Sites of Worship, Sites of Resistance

After Christchurch, communities of faith must fight white supremacy with solidarity.

Rebecca Pierce
March 19, 2019
New Zealand
Women leaving flowers for Christchurch mosque shootings victims near the Al Noor Mosque. Photo: Luis Alejandro Apiolaza/Wikimedia

WITH THE HORRIFIC MASSACRE of at least 50 Muslims in two mosques in Christchurch, New Zealand, the world is once again shaken by white supremacist mass violence. Many of the victims were refugees and migrants, targeted specifically because the killer saw them as outsiders in the white Christian settler society he claimed to be protecting.

This attack in Aotearoa (the indigenous name of New Zealand) is heartbreakingly familiar to all communities targeted by white supremacy, but it is also a specific product of the normalization of anti-Muslim hate throughout the Western world. The killer cited both Donald Trump and other white supremacist shooters as his inspiration. In the aftermath of the shooting, politicians like Australian Senator Fraser Anning have simultaneously condemned the killer while normalizing his Islamophobic animus as a reasonable concern. Trump himself seems more upset about Fox News’s suspension of Judge Jeanine Pirro over her Islamophobic comments than he is about the mass murder of Muslims.

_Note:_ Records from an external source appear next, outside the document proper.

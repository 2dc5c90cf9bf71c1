//! Conversions from external infrastructure errors into domain errors.

use adtkit_domain::AdtError;
use quick_xml::Error as XmlError;
use reqwest::Error as HttpError;

/// Error newtype that keeps conversions on the infrastructure side and can be
/// converted back into the domain error.
#[derive(Debug)]
pub struct InfraError(pub AdtError);

impl From<InfraError> for AdtError {
    fn from(value: InfraError) -> Self {
        value.0
    }
}

impl From<AdtError> for InfraError {
    fn from(value: AdtError) -> Self {
        InfraError(value)
    }
}

/// Extension trait to make the conversion logic explicit in tests and within
/// this module.
trait IntoAdtError {
    fn into_adt(self) -> AdtError;
}

/* -------------------------------------------------------------------------- */
/* reqwest::Error → AdtError */
/* -------------------------------------------------------------------------- */

impl IntoAdtError for HttpError {
    fn into_adt(self) -> AdtError {
        if self.is_timeout() {
            return AdtError::Network("HTTP request timed out".into());
        }

        #[cfg(not(target_arch = "wasm32"))]
        if self.is_connect() {
            return AdtError::Network("HTTP connection failure".into());
        }

        if self.is_builder() {
            return AdtError::Config(format!("invalid HTTP request: {self}"));
        }

        if let Some(status) = self.status() {
            let code = status.as_u16();
            let message =
                format!("HTTP {} {}", code, status.canonical_reason().unwrap_or("unknown status"));

            return match code {
                401 | 403 => AdtError::Auth(message),
                404 => AdtError::NotFound(message),
                _ => AdtError::Sap { status: code, exception_type: None, message },
            };
        }

        AdtError::Network(self.to_string())
    }
}

impl From<HttpError> for InfraError {
    fn from(value: HttpError) -> Self {
        InfraError(value.into_adt())
    }
}

/* -------------------------------------------------------------------------- */
/* quick_xml::Error → AdtError */
/* -------------------------------------------------------------------------- */

impl IntoAdtError for XmlError {
    fn into_adt(self) -> AdtError {
        AdtError::Xml(format!("malformed ADT payload: {self}"))
    }
}

impl From<XmlError> for InfraError {
    fn from(value: XmlError) -> Self {
        InfraError(value.into_adt())
    }
}

/* -------------------------------------------------------------------------- */
/* Tests */
/* -------------------------------------------------------------------------- */
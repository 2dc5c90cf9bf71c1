//! Per-call operation state
//!
//! Built fresh for each adapter call or builder, owned by it, and handed
//! back to the caller for inspection. Nothing here is persisted.

use chrono::{DateTime, Utc};
use serde::{Deserialize, Serialize};

use super::activation::ActivationResult;
use super::check::CheckReport;
use super::lock::LockHandle;
use super::request::AdtResponse;
use super::transport::TransportRequest;
use super::validation::ValidationOutcome;
use crate::errors::AdtError;
use crate::impl_wire_value_conversions;

/// Chain step names used in the error log and the completed-step log
#[derive(Debug, Clone, Copy, PartialEq, Eq, Hash, Serialize, Deserialize)]
#[serde(rename_all = "snake_case")]
pub enum OperationMethod {
    Validate,
    Create,
    Read,
    ReadSource,
    Lock,
    Check,
    Update,
    Unlock,
    Activate,
    CheckDeletion,
    Delete,
    ForceUnlock,
    CreateTransport,
}

impl_wire_value_conversions!(OperationMethod {
    Validate => "validate",
    Create => "create",
    Read => "read",
    ReadSource => "readSource",
    Lock => "lock",
    Check => "check",
    Update => "update",
    Unlock => "unlock",
    Activate => "activate",
    CheckDeletion => "checkDeletion",
    Delete => "delete",
    ForceUnlock => "forceUnlock",
    CreateTransport => "createTransport",
});

#[derive(Debug, Clone, PartialEq, Eq, Serialize, Deserialize)]
pub struct OperationErrorEntry {
    pub method: OperationMethod,
    pub error: AdtError,
    pub timestamp: DateTime<Utc>,
}

#[derive(Debug, Clone, PartialEq, Eq, Serialize, Deserialize)]
pub struct CompletedStep {
    pub method: OperationMethod,
    pub timestamp: DateTime<Utc>,
}

/// Accumulated results of one operation chain
#[derive(Debug, Clone, Default, PartialEq, Eq, Serialize, Deserialize)]
pub struct OperationState {
    pub validation_response: Option<ValidationOutcome>,
    pub create_result: Option<AdtResponse>,
    pub lock_handle: Option<LockHandle>,
    pub check_result: Option<CheckReport>,
    pub update_result: Option<AdtResponse>,
    pub unlock_result: Option<AdtResponse>,
    pub activate_result: Option<ActivationResult>,
    pub delete_result: Option<AdtResponse>,
    pub read_result: Option<AdtResponse>,
    pub source_result: Option<String>,
    pub transport_result: Option<TransportRequest>,
    pub completed: Vec<CompletedStep>,
    pub errors: Vec<OperationErrorEntry>,
}

impl OperationState {
    pub fn new() -> Self {
        Self::default()
    }

    pub fn record_success(&mut self, method: OperationMethod) {
        self.completed.push(CompletedStep { method, timestamp: Utc::now() });
    }

    pub fn record_error(&mut self, method: OperationMethod, error: &AdtError) {
        self.errors.push(OperationErrorEntry { method, error: error.clone(), timestamp: Utc::now() });
    }

    /// Steps completed so far, in order.
    pub fn completed_methods(&self) -> Vec<OperationMethod> {
        self.completed.iter().map(|step| step.method).collect()
    }

    pub fn has_errors(&self) -> bool {
        !self.errors.is_empty()
    }
}

#[cfg(test)]
mod tests {
    use super::*;

    #[test]
    fn records_steps_in_order() {
        let mut state = OperationState::new();
        state.record_success(OperationMethod::Validate);
        state.record_success(OperationMethod::Create);
        state.record_error(OperationMethod::Lock, &AdtError::Lock("busy".into()));

        assert_eq!(
            state.completed_methods(),
            vec![OperationMethod::Validate, OperationMethod::Create]
        );
        assert!(state.has_errors());
        assert_eq!(state.errors[0].method, OperationMethod::Lock);
    }

    #[test]
    fn method_names_match_chain_vocabulary() {
        assert_eq!(OperationMethod::ForceUnlock.to_string(), "forceUnlock");
        assert_eq!(OperationMethod::CheckDeletion.as_str(), "checkDeletion");
    }
}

Meanwhile, Muslims are forced to grapple with the fact that the militarized police sent to protect their most sacred spaces are part of the same surveillance state that targets them on a daily basis. And many of the governments now sending their condolences are also responsible for the wars and the humanitarian and ecological crises that forced people to flee their homelands in the first place.

As American Jews show solidarity with the Muslims of Christchurch and share in their pain, we must grapple with the ways some who presume to speak for us have enabled this violence. Many members of our community have vocally supported America’s wars in the Muslim world, or aligned themselves with politicians and organizations that claim to protect Jews while defaming Muslims. Many have stood by Israel even as Benjamin Netanyahu welcomes the Kahanist movement into his coalition—the group responsible for the 1994 massacre at the Ibrahimi mosque in Hebron—and despite the inhuman siege of Gaza and the daily humiliations of Palestinians in the occupied West Bank. We must speak out against the day-to-day incitement that is far too often carried out in our name.

As Jews, we must understand white supremacists as an enemy we share in common with Muslims. We know what it means to be attacked while praying. In recent memory, white supremacist violence has targeted mosques, synagogues, Sikh gurdwaras and Black churches in the US and around the world. There is a reason the hateful choose such an intimate and harrowing form of violence. These are violations not only of innocent lives but of the oneness of all things experienced in the act of worship.

For many people, places of worship are the most important sources of community and comfort that exist outside the home. The message to the communities victimized by these attacks is that they will never be free, they will never be safe, and they will never be accepted by society. It is a way of enforcing artificial lines of division, conquering the difference that so threatens the white supremacist worldview.

But religious spaces aren’t just vulnerable targets; they are also sites of resistance. The Emanuel African Methodist Episcopal Church attacked in the 2015 Charleston shooting was founded in the 1810s in resistance to anti-Black racism of the city’s churches. It is part of the AME denomination, created to provide a spiritual home for free Black people and slaves seeking a faith community outside white Christian hegemony. Similarly, the Tree of Life Synagogue in Pittsburgh was targeted due to its work with HIAS, an organization first formed to bring Jewish refugees to the US that now serves displaced people of all faiths. The killer in Pittsburgh espoused far-right conspiracy theories that treat Jews as outsiders seeking to destabilize white America.

These sacred places where we are most vulnerable are also where we are strongest. When our faith communities come under attack, we can resist this violence by holding on to the principles they teach us. In Christchurch, as in Charleston, the shooter was greeted with words of welcome before he began his attack. The community he sought to violate was one that reflexively welcomed the stranger.

All that is left to do in the face of such brutality is to remain open and loving as we commit to protecting each other. We must refuse the call of fear and hate, while also refusing complacency in the face of terror, incitement, racist policies, imperialism, and all the other systems upholding Islamophobia and white supremacy. We cannot bring back the lives lost to the horrors of white supremacist violence, but we can, and in fact we must, make the fight against it a daily practice, for the sake of our neighbors as well as ourselves.

Rebecca Pierce is a Black and Jewish filmmaker and writer from San Francisco and a contributing writer for Jewish Currents. Her writing has been published in The New Republic, The Forward, The Nation, and +972 Magazine.